DATA SUPPLIED START

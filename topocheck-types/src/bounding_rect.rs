use serde::{Deserialize, Serialize};

use crate::error::GeometryError;
use crate::vec::Vector2d;

/// Axis-aligned rectangle. Bounds are always normalized so that `x_min <= x_max` and `y_min <= y_max`.
#[derive(Debug, Copy, Clone, PartialEq, Serialize, Deserialize)]
#[serde(try_from = "RawBoundingBox")]
pub struct BoundingBox {
    x_min: f64,
    y_min: f64,
    x_max: f64,
    y_max: f64,
}

#[derive(Deserialize)]
struct RawBoundingBox {
    x_min: f64,
    y_min: f64,
    x_max: f64,
    y_max: f64,
}

impl TryFrom<RawBoundingBox> for BoundingBox {
    type Error = GeometryError;

    fn try_from(value: RawBoundingBox) -> Result<Self, Self::Error> {
        Self::new(value.x_min, value.y_min, value.x_max, value.y_max)
    }
}

impl BoundingBox {
    /// Creates a rectangle from two opposite corners given in any order.
    pub fn new(x1: f64, y1: f64, x2: f64, y2: f64) -> Result<Self, GeometryError> {
        let p1 = Vector2d::new(x1, y1)?;
        let p2 = Vector2d::new(x2, y2)?;
        Ok(Self::from_corners(p1, p2))
    }

    /// Creates a rectangle from two opposite corners given in any order.
    pub fn from_corners(p1: Vector2d, p2: Vector2d) -> Self {
        Self {
            x_min: p1.x().min(p2.x()),
            y_min: p1.y().min(p2.y()),
            x_max: p1.x().max(p2.x()),
            y_max: p1.y().max(p2.y()),
        }
    }

    /// Zero-size rectangle at the point.
    pub fn from_point(p: &Vector2d) -> Self {
        Self {
            x_min: p.x(),
            x_max: p.x(),
            y_min: p.y(),
            y_max: p.y(),
        }
    }

    /// Smallest rectangle containing all the points. Returns `None` if the iterator is empty.
    pub fn from_points<'a>(mut points: impl Iterator<Item = &'a Vector2d>) -> Option<Self> {
        let first = points.next()?;
        let mut rect = Self::from_point(first);

        for p in points {
            rect.x_min = rect.x_min.min(p.x());
            rect.y_min = rect.y_min.min(p.y());
            rect.x_max = rect.x_max.max(p.x());
            rect.y_max = rect.y_max.max(p.y());
        }

        Some(rect)
    }

    /// Union of all rectangles of the iterator, `None` if it is empty.
    pub fn union_all(rects: impl IntoIterator<Item = BoundingBox>) -> Option<Self> {
        rects.into_iter().reduce(|acc, r| acc.union(&r))
    }

    /// Left bound.
    pub fn x_min(&self) -> f64 {
        self.x_min
    }

    /// Right bound.
    pub fn x_max(&self) -> f64 {
        self.x_max
    }

    /// Bottom bound.
    pub fn y_min(&self) -> f64 {
        self.y_min
    }

    /// Top bound.
    pub fn y_max(&self) -> f64 {
        self.y_max
    }

    /// Width of the rectangle.
    pub fn width(&self) -> f64 {
        self.x_max - self.x_min
    }

    /// Height of the rectangle.
    pub fn height(&self) -> f64 {
        self.y_max - self.y_min
    }

    /// Area of the rectangle.
    pub fn area(&self) -> f64 {
        self.width() * self.height()
    }

    /// Lower-left corner.
    pub fn min(&self) -> Vector2d {
        Vector2d::from_finite(self.x_min, self.y_min)
    }

    /// Upper-right corner.
    pub fn max(&self) -> Vector2d {
        Vector2d::from_finite(self.x_max, self.y_max)
    }

    /// Center point.
    pub fn center(&self) -> Vector2d {
        Vector2d::from_finite(
            (self.x_min + self.x_max) / 2.0,
            (self.y_min + self.y_max) / 2.0,
        )
    }

    /// Returns true if the rectangles share at least one point. Touching edges count.
    pub fn intersects(&self, other: &BoundingBox) -> bool {
        self.x_min <= other.x_max
            && other.x_min <= self.x_max
            && self.y_min <= other.y_max
            && other.y_min <= self.y_max
    }

    /// Returns true if the point is inside the rectangle or on its boundary.
    pub fn contains(&self, point: &Vector2d) -> bool {
        self.x_min <= point.x()
            && self.x_max >= point.x()
            && self.y_min <= point.y()
            && self.y_max >= point.y()
    }

    /// Returns true if `other` lies completely inside `self` (shared boundaries allowed).
    pub fn contains_box(&self, other: &BoundingBox) -> bool {
        self.x_min <= other.x_min
            && self.x_max >= other.x_max
            && self.y_min <= other.y_min
            && self.y_max >= other.y_max
    }

    /// Smallest rectangle containing both rectangles.
    pub fn union(&self, other: &BoundingBox) -> Self {
        Self {
            x_min: self.x_min.min(other.x_min),
            y_min: self.y_min.min(other.y_min),
            x_max: self.x_max.max(other.x_max),
            y_max: self.y_max.max(other.y_max),
        }
    }

    /// Grows the rectangle by `amount` in every direction. Negative amounts shrink it, but never past its center.
    pub fn expand(&self, amount: f64) -> Self {
        if !amount.is_finite() {
            return *self;
        }

        let center = self.center();
        Self {
            x_min: (self.x_min - amount).min(center.x()),
            y_min: (self.y_min - amount).min(center.y()),
            x_max: (self.x_max + amount).max(center.x()),
            y_max: (self.y_max + amount).max(center.y()),
        }
    }

    /// Rounds every bound to the nearest multiple of `resolution`.
    ///
    /// Meant for deterministic comparison of computed boxes. A non-positive or non-finite resolution leaves the box
    /// as is.
    pub fn snapped_to_grid(&self, resolution: f64) -> Self {
        if !(resolution.is_finite() && resolution > 0.0) {
            return *self;
        }

        let snap = |v: f64| (v / resolution).round() * resolution;
        let x1 = snap(self.x_min);
        let y1 = snap(self.y_min);
        let x2 = snap(self.x_max);
        let y2 = snap(self.y_max);

        if [x1, y1, x2, y2].iter().all(|v| v.is_finite()) {
            Self::from_corners(Vector2d::from_finite(x1, y1), Vector2d::from_finite(x2, y2))
        } else {
            *self
        }
    }

    /// Compares two rectangles by value after snapping both to the grid.
    pub fn eq_on_grid(&self, other: &BoundingBox, resolution: f64) -> bool {
        self.snapped_to_grid(resolution) == other.snapped_to_grid(resolution)
    }

    /// Corners of the rectangle, counterclockwise starting from the lower-left one.
    pub fn into_quadrangle(self) -> [Vector2d; 4] {
        [
            Vector2d::from_finite(self.x_min, self.y_min),
            Vector2d::from_finite(self.x_max, self.y_min),
            Vector2d::from_finite(self.x_max, self.y_max),
            Vector2d::from_finite(self.x_min, self.y_max),
        ]
    }
}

DATA SUPPLIED END

* WHAT TO DO
Your answer should consist of the lines from the listing that hold the word "struct".

* SOLUTION TO THIS EXERCISE
pub struct BoundingBox {
struct RawBoundingBox {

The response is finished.